During COVID the city balanced out fewer Canadian visitors with an uptick in domestic visitors who could no longer travel internationally. That might happen again as hostility to Americans increases abroad and tariff wars force us all to cut back spending. Similarly a recession can mean slashed interest rates, combined with more underrepresented folks from red states deciding this might be a good time to relocate to a more inclusive and welcoming city. All good for house prices and local spending.
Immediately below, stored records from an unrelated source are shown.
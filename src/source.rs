use std::sync::Arc;

use crate::error::InfoUnavailable;

/// The four profiling timestamps of one completed operation, in
/// nanoseconds of the device clock domain.
///
/// Only `started` and `ended` take part in aggregation and overlap
/// detection; `queued` and `submitted` are carried through to the
/// per-event information table so callers can inspect queueing latency.
#[derive(Debug, Clone, Copy, PartialEq, Eq, Hash)]
pub struct OpTimes {
    /// Instant at which the operation was enqueued by the host.
    pub queued: u64,
    /// Instant at which the operation was submitted to the device.
    pub submitted: u64,
    /// Instant at which the operation started executing.
    pub started: u64,
    /// Instant at which the operation finished executing.
    pub ended: u64,
}

impl OpTimes {
    /// Timestamps for an operation that only reports execution instants.
    ///
    /// `queued` and `submitted` are set equal to `started`.
    pub fn span(started: u64, ended: u64) -> Self {
        OpTimes {
            queued: started,
            submitted: started,
            started,
            ended,
        }
    }
}

/// One operation recorded on a command queue: a caller-meaningful name
/// plus its profiling timestamps.
#[derive(Debug, Clone, PartialEq, Eq)]
pub struct OpRecord {
    /// Operation name. Operations sharing a name are aggregated together.
    pub name: String,
    /// Profiling timestamps.
    pub times: OpTimes,
}

impl OpRecord {
    /// Creates a record from a name and execution start/end instants.
    pub fn new(name: impl Into<String>, times: OpTimes) -> Self {
        OpRecord {
            name: name.into(),
            times,
        }
    }
}

/// A source of recorded, completed operations, typically a thin wrapper
/// around a compute runtime's command queue.
///
/// Implementations must yield a finite sequence of operations whose
/// device work has already completed (profiling timestamps are only
/// valid for completed operations). The sequence may be lazy; yielding
/// an `Err` aborts the whole calculation of any
/// [`Profile`](crate::Profile) the source is attached to.
///
/// Sources are attached to sessions behind an [`Arc`], so a session and
/// its caller share ownership: either side may drop its handle first.
pub trait EventSource {
    /// Returns an iterator over the operations recorded on this source.
    ///
    /// Called at most once per [`Profile::calc`](crate::Profile::calc);
    /// implementations backed by single-pass cursors are fine.
    fn records(&self) -> Box<dyn Iterator<Item = Result<OpRecord, InfoUnavailable>> + '_>;
}

impl std::fmt::Debug for dyn EventSource {
    fn fmt(&self, f: &mut std::fmt::Formatter<'_>) -> std::fmt::Result {
        f.write_str("dyn EventSource")
    }
}

impl<S: EventSource + ?Sized> EventSource for Arc<S> {
    fn records(&self) -> Box<dyn Iterator<Item = Result<OpRecord, InfoUnavailable>> + '_> {
        (**self).records()
    }
}

/// An in-memory [`EventSource`] over an already-materialized list of
/// records.
///
/// Useful both as a test double and as the adapter for runtimes whose
/// interop layer extracts timestamps eagerly.
#[derive(Debug, Clone, Default)]
pub struct VecSource {
    records: Vec<OpRecord>,
}

impl VecSource {
    /// Creates an empty source.
    pub fn new() -> Self {
        VecSource::default()
    }

    /// Appends one record.
    pub fn push(&mut self, record: OpRecord) {
        self.records.push(record);
    }

    /// Number of records held.
    pub fn len(&self) -> usize {
        self.records.len()
    }

    /// Whether the source holds no records.
    pub fn is_empty(&self) -> bool {
        self.records.is_empty()
    }
}

impl From<Vec<OpRecord>> for VecSource {
    fn from(records: Vec<OpRecord>) -> Self {
        VecSource { records }
    }
}

impl EventSource for VecSource {
    fn records(&self) -> Box<dyn Iterator<Item = Result<OpRecord, InfoUnavailable>> + '_> {
        Box::new(self.records.iter().cloned().map(Ok))
    }
}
Then again... those tariffs. A lot of Palm Springs' new residents are recent retirees, the same group that's being most directly affected by the current market crash. For everyone else: NBC News estimates the average American household will pay $4000 more this year on groceries and other goods thanks to the current trade war. And that's assuming the tariffs stay at their currently paused level. Last summer was bad enough for local retail thanks to the record temperatures – add in higher prices and there's a chance a lot of stores in town and across the wider region won't make it out alive.

(Our little bookstore has one benefit here: Many books, except full color titles like cookbooks and kids books, are printed in the US and so not subject to tariffs. Many others are exempted from tariffs, after the Trump administration realized last time that a tax on bibles - mostly printed in China - doesn't play well with their base.)

Conclusion: I don't know about "in trouble". Whether the city loses, benefits, or stays even as a result of the current chaos still feels like a flip of the coin to me. But I'm certainly hearing a lot of bafflement and anger here at America's completely self-inflicted economic injury. And a lot of sympathy for those who are choosing to stay away until it heals.